- [Exercise aim]: Which lines below fall between the one containing "use std::env;" and the one containing "Self::from_lookup(|name| env::var(name).ok())"? Repeat them exactly, counting both of those lines, and add nothing else.

- [Material provided]:
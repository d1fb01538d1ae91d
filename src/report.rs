//! Result sink shared by all workers.
//!
//! Every [`Reporter::report`] call runs under one lock: the log line, the
//! subscriber message and the stored copy of a result are emitted together, so
//! output from different workers never interleaves mid-line. Results from
//! different workers arrive in no particular order.

use crate::task::{OperationKind, Outcome, TaskResult};
use serde::Serialize;
use std::sync::mpsc::{Receiver, Sender, channel};
use std::sync::{Mutex, MutexGuard};
use std::time::Duration;
use tracing::{info, warn};

#[derive(Default)]
struct ReporterState {
    results: Vec<TaskResult>,
    subscriber: Option<Sender<TaskResult>>,
}

#[derive(Default)]
pub struct Reporter {
    state: Mutex<ReporterState>,
}

impl Reporter {
    pub fn new() -> Self {
        Self::default()
    }

    /// Reporter that also forwards every result to the returned receiver.
    ///
    /// The receiver's iterator ends when the reporter is dropped.
    pub fn with_channel() -> (Self, Receiver<TaskResult>) {
        let (tx, rx) = channel();
        let reporter = Self {
            state: Mutex::new(ReporterState {
                results: Vec::new(),
                subscriber: Some(tx),
            }),
        };
        (reporter, rx)
    }

    fn lock(&self) -> MutexGuard<'_, ReporterState> {
        self.state.lock().unwrap_or_else(|e| e.into_inner())
    }

    /// Record one result. Safe to call from any number of threads.
    pub fn report(&self, result: TaskResult) {
        let mut state = self.lock();

        let worker = result.worker.map(|w| w as i64).unwrap_or(-1);
        if result.success() {
            info!(
                task = %result.id,
                worker,
                operation = %result.operation,
                source = %result.source.display(),
                "{}",
                result.message()
            );
        } else {
            warn!(
                task = %result.id,
                worker,
                operation = %result.operation,
                source = %result.source.display(),
                "{}",
                result.message()
            );
        }

        // A dropped receiver only means nobody is listening anymore.
        let disconnected = state
            .subscriber
            .as_ref()
            .is_some_and(|tx| tx.send(result.clone()).is_err());
        if disconnected {
            state.subscriber = None;
        }
        state.results.push(result);
    }

    /// Copy of every result reported so far, in arrival order.
    pub fn results(&self) -> Vec<TaskResult> {
        self.lock().results.clone()
    }

    /// Move out every result reported so far.
    pub fn take_results(&self) -> Vec<TaskResult> {
        std::mem::take(&mut self.lock().results)
    }

    pub fn len(&self) -> usize {
        self.lock().results.len()
    }

    pub fn is_empty(&self) -> bool {
        self.lock().results.is_empty()
    }

    pub fn failure_count(&self) -> usize {
        self.lock().results.iter().filter(|r| !r.success()).count()
    }
}

/// Tally of outcomes in a batch.
#[derive(Debug, Default, Clone, Copy, PartialEq, Eq, Serialize)]
pub struct RunCounts {
    pub succeeded: usize,
    pub failed: usize,
    pub cancelled: usize,
}

impl RunCounts {
    pub fn from_results(results: &[TaskResult]) -> Self {
        results.iter().fold(RunCounts::default(), |mut counts, r| {
            match r.outcome {
                Outcome::Success => counts.succeeded += 1,
                Outcome::Cancelled => counts.cancelled += 1,
                Outcome::LoadFailed(_) | Outcome::SaveFailed(_) | Outcome::Panicked(_) => {
                    counts.failed += 1
                }
            }
            counts
        })
    }

    pub fn total(&self) -> usize {
        self.succeeded + self.failed + self.cancelled
    }
}

/// Machine-readable record of one batch run, written as `report.json`.
#[derive(Debug, Serialize)]
pub struct RunReport {
    pub operation: OperationKind,
    pub workers: usize,
    pub elapsed_ms: u64,
    #[serde(flatten)]
    pub counts: RunCounts,
    /// Sorted by task id.
    pub results: Vec<TaskResult>,
}

impl RunReport {
    pub fn new(
        operation: OperationKind,
        workers: usize,
        elapsed: Duration,
        mut results: Vec<TaskResult>,
    ) -> Self {
        results.sort_by_key(|r| r.id);
        Self {
            operation,
            workers,
            elapsed_ms: elapsed.as_millis() as u64,
            counts: RunCounts::from_results(&results),
            results,
        }
    }
}
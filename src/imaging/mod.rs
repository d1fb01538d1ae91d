//! Image processing: pixel buffers, transforms and the codec seam.
//!
//! | Operation | Implementation |
//! |---|---|
//! | **Resize** | nearest neighbor, [`transforms::resize`] |
//! | **Rotate 90°** | clockwise permutation, [`transforms::rotate_90`] |
//! | **Digital zoom** | clamped crop + nearest neighbor, [`transforms::digital_zoom`] |
//! | **Decode / encode** | [`ImageCodec`] trait, [`RustCodec`] on the `image` crate |
//!
//! The module is split into:
//! - **Buffer**: [`PixelBuffer`], the owned raster every stage passes along
//! - **Calculations**: Pure coordinate math (unit testable)
//! - **Parameters**: Validated operation parameters
//! - **Transforms**: Pure buffer-to-buffer functions
//! - **Backend**: [`ImageCodec`] trait + [`RustCodec`]

pub mod backend;
pub mod buffer;
pub mod calculations;
mod params;
pub mod rust_backend;
pub mod transforms;

pub use backend::{CodecError, ImageCodec};
pub use buffer::{BufferError, PixelBuffer};
pub use params::{ParamError, Quality, ResizeParams, ZoomParams};
pub use rust_backend::RustCodec;
pub use transforms::{digital_zoom, resize, rotate_90};
fn main() {
    if let Err(err) = rusty_cfo::run() {
        eprintln!("error: {err:#}");
        std::process::exit(1);
    }
}
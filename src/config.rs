//! Settings for the completion service, read from the environment.
use crate::error::CfoError;
use log::debug;
use std::env;
use std::time::Duration;
use thiserror::Error;

pub const API_KEY_VAR: &str = "OPENAI_API_KEY";
pub const MODEL_VAR: &str = "RUSTY_CFO_MODEL";
pub const TEMPERATURE_VAR: &str = "RUSTY_CFO_TEMPERATURE";
pub const BASE_URL_VAR: &str = "RUSTY_CFO_BASE_URL";
pub const TIMEOUT_VAR: &str = "RUSTY_CFO_TIMEOUT_SECS";

pub const DEFAULT_MODEL: &str = "gpt-4";
pub const DEFAULT_TEMPERATURE: f32 = 0.3;
pub const DEFAULT_BASE_URL: &str = "https://api.openai.com/v1";
pub const DEFAULT_TIMEOUT_SECS: u64 = 60;

#[derive(Error, Debug)]
pub enum ConfigError {
    #[error("Missing API key: set {0} in the environment or in a .env file")]
    MissingApiKey(&'static str),

    #[error("Invalid value '{value}' for {name}")]
    InvalidValue { name: String, value: String },
}

#[derive(Clone, Debug, PartialEq)]
pub struct Config {
    pub api_key: String,
    pub model: String,
    pub temperature: f32,
    pub base_url: String,
    pub timeout: Duration,
}

impl Config {
    /// Loads `.env` when present, then reads the environment
    pub fn from_env() -> Result<Self, CfoError> {
        if let Ok(path) = dotenv::dotenv() {
            debug!("Loaded environment from {}", path.display());
        }
        Self::from_lookup(|name| env::var(name).ok())
    }

    /// Builds the configuration from a variable lookup.
    /// Blank values count as unset.
    pub fn from_lookup<F>(lookup: F) -> Result<Self, CfoError>
    where
        F: Fn(&str) -> Option<String>,
    {
        let lookup = |name: &str| lookup(name).map(|value| value.trim().to_owned()).filter(|value| !value.is_empty());

        let api_key = lookup(API_KEY_VAR).ok_or(ConfigError::MissingApiKey(API_KEY_VAR))?;
        let model = lookup(MODEL_VAR).unwrap_or_else(|| DEFAULT_MODEL.to_owned());
        let temperature = match lookup(TEMPERATURE_VAR) {
            Some(value) => parse_temperature(TEMPERATURE_VAR, &value)?,
            None => DEFAULT_TEMPERATURE,
        };
        let base_url = lookup(BASE_URL_VAR)
            .unwrap_or_else(|| DEFAULT_BASE_URL.to_owned())
            .trim_end_matches('/')
            .to_owned();
        let timeout = match lookup(TIMEOUT_VAR) {
            Some(value) => value
                .parse::<u64>()
                .ok()
                .filter(|seconds| *seconds > 0)
                .ok_or_else(|| invalid(TIMEOUT_VAR, &value))?,
            None => DEFAULT_TIMEOUT_SECS,
        };

        Ok(Config {
            api_key,
            model,
            temperature,
            base_url,
            timeout: Duration::from_secs(timeout),
        })
    }

    /// Applies command-line overrides
    pub fn with_overrides(mut self, model: Option<String>, temperature: Option<f32>) -> Result<Self, CfoError> {
        if let Some(model) = model {
            self.model = model;
        }
        if let Some(temperature) = temperature {
            self.temperature = check_temperature("--temperature", temperature)?;
        }
        Ok(self)
    }
}

fn invalid(name: &str, value: &str) -> ConfigError {
    ConfigError::InvalidValue {
        name: name.to_owned(),
        value: value.to_owned(),
    }
}

fn parse_temperature(name: &str, value: &str) -> Result<f32, ConfigError> {
    let temperature = value.parse::<f32>().map_err(|_| invalid(name, value))?;
    check_temperature(name, temperature)
}

fn check_temperature(name: &str, temperature: f32) -> Result<f32, ConfigError> {
    if (0.0..=2.0).contains(&temperature) {
        Ok(temperature)
    } else {
        Err(invalid(name, &temperature.to_string()))
    }
}
use crate::error::CfoError;
use glob::Pattern;

/// Which sheets of a workbook to read.
#[derive(Clone, Debug, Default)]
pub struct Criteria {
    /// Sheet name patterns; `None` reads every sheet.
    pub sheet_name_patterns: Option<Vec<Pattern>>,
}

impl Criteria {
    /// Builds criteria from glob expressions such as `Ventas*`.
    /// An empty list selects every sheet.
    pub fn from_globs<S: AsRef<str>>(globs: &[S]) -> Result<Self, CfoError> {
        if globs.is_empty() {
            return Ok(Self::default());
        }
        let patterns = globs
            .iter()
            .map(|glob| Pattern::new(glob.as_ref()))
            .collect::<Result<Vec<_>, _>>()?;
        Ok(Self {
            sheet_name_patterns: Some(patterns),
        })
    }

    /// Returns true if no patterns are specified or if the name matches any of them.
    pub(crate) fn accept(&self, sheet_name: &str) -> bool {
        match &self.sheet_name_patterns {
            Some(patterns) => patterns.iter().any(|pattern| pattern.matches(sheet_name)),
            None => true,
        }
    }
}

#[cfg(test)]
mod tests {
    use super::*;

    #[test]
    fn accepts_everything_without_patterns() {
        let criteria = Criteria::from_globs::<&str>(&[]).unwrap();
        assert!(criteria.accept("Hoja1"));
    }

    #[test]
    fn filters_by_glob() {
        let criteria = Criteria::from_globs(&["Ventas*", "Resumen"]).unwrap();
        assert!(criteria.accept("Ventas 2024"));
        assert!(criteria.accept("Resumen"));
        assert!(!criteria.accept("Costos"));
    }

    #[test]
    fn rejects_bad_globs() {
        let error = Criteria::from_globs(&["Ventas*", "[unclosed"]).unwrap_err();
        assert!(matches!(error, CfoError::PatternError(_)));
        assert!(error.to_string().contains("Pattern syntax error"));
    }
}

- [Written reply]:
use std::env;
use std::time::Duration;
use thiserror::Error;

pub const API_KEY_VAR: &str = "OPENAI_API_KEY";
pub const MODEL_VAR: &str = "RUSTY_CFO_MODEL";
pub const TEMPERATURE_VAR: &str = "RUSTY_CFO_TEMPERATURE";
pub const BASE_URL_VAR: &str = "RUSTY_CFO_BASE_URL";
pub const TIMEOUT_VAR: &str = "RUSTY_CFO_TIMEOUT_SECS";

pub const DEFAULT_MODEL: &str = "gpt-4";
pub const DEFAULT_TEMPERATURE: f32 = 0.3;
pub const DEFAULT_BASE_URL: &str = "https://api.openai.com/v1";
pub const DEFAULT_TIMEOUT_SECS: u64 = 60;

#[derive(Error, Debug)]
pub enum ConfigError {
    #[error("Missing API key: set {0} in the environment or in a .env file")]
    MissingApiKey(&'static str),

    #[error("Invalid value '{value}' for {name}")]
    InvalidValue { name: String, value: String },
}

#[derive(Clone, Debug, PartialEq)]
pub struct Config {
    pub api_key: String,
    pub model: String,
    pub temperature: f32,
    pub base_url: String,
    pub timeout: Duration,
}

impl Config {
    /// Loads `.env` when present, then reads the environment
    pub fn from_env() -> Result<Self, CfoError> {
        if let Ok(path) = dotenv::dotenv() {
            debug!("Loaded environment from {}", path.display());
        }
        Self::from_lookup(|name| env::var(name).ok())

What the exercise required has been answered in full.